## Work item:
All of the entries need to be written out again, exactly as they are.

Dataset excerpts
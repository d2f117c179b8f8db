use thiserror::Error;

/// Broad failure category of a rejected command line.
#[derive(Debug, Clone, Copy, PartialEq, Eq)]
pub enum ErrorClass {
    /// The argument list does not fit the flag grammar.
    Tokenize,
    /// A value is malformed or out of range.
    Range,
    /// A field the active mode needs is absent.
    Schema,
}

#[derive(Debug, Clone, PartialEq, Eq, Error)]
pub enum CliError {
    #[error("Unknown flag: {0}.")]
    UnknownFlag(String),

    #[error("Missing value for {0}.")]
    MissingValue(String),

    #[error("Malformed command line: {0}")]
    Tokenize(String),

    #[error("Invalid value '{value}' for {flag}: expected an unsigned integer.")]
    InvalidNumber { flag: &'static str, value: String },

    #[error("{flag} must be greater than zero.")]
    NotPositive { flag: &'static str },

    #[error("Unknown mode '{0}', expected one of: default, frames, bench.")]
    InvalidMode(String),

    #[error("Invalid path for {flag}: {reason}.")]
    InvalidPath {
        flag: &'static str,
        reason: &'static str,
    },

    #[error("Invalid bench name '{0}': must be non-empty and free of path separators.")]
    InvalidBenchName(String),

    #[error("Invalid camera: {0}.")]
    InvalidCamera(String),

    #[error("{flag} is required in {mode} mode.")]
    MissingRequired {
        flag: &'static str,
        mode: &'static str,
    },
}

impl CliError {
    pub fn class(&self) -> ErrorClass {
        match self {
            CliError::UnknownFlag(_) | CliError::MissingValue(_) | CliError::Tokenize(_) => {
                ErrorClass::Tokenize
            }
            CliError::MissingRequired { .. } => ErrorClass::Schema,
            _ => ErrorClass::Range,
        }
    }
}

## Answer to the exercise:
repository d2f117c179b8f8db
use thiserror::Error;

/// Broad failure category of a rejected command line.
#[derive(Debug, Clone, Copy, PartialEq, Eq)]
pub enum ErrorClass {
    /// The argument list does not fit the flag grammar.
    Tokenize,
    /// A value is malformed or out of range.
    Range,
    /// A field the active mode needs is absent.
    Schema,
}

#[derive(Debug, Clone, PartialEq, Eq, Error)]
pub enum CliError {
    #[error("Unknown flag: {0}.")]
    UnknownFlag(String),

    #[error("Missing value for {0}.")]
    MissingValue(String),

    #[error("Malformed command line: {0}")]
    Tokenize(String),

    #[error("Invalid value '{value}' for {flag}: expected an unsigned integer.")]
    InvalidNumber { flag: &'static str, value: String },

    #[error("{flag} must be greater than zero.")]
    NotPositive { flag: &'static str },

    #[error("Unknown mode '{0}', expected one of: default, frames, bench.")]
    InvalidMode(String),

    #[error("Invalid path for {flag}: {reason}.")]
    InvalidPath {
        flag: &'static str,
        reason: &'static str,
    },

    #[error("Invalid bench name '{0}': must be non-empty and free of path separators.")]
    InvalidBenchName(String),

    #[error("Invalid camera: {0}.")]
    InvalidCamera(String),

    #[error("{flag} is required in {mode} mode.")]
    MissingRequired {
        flag: &'static str,
        mode: &'static str,
    },
}

impl CliError {
    pub fn class(&self) -> ErrorClass {
        match self {
            CliError::UnknownFlag(_) | CliError::MissingValue(_) | CliError::Tokenize(_) => {
                ErrorClass::Tokenize
            }
            CliError::MissingRequired { .. } => ErrorClass::Schema,
            _ => ErrorClass::Range,
        }
    }
}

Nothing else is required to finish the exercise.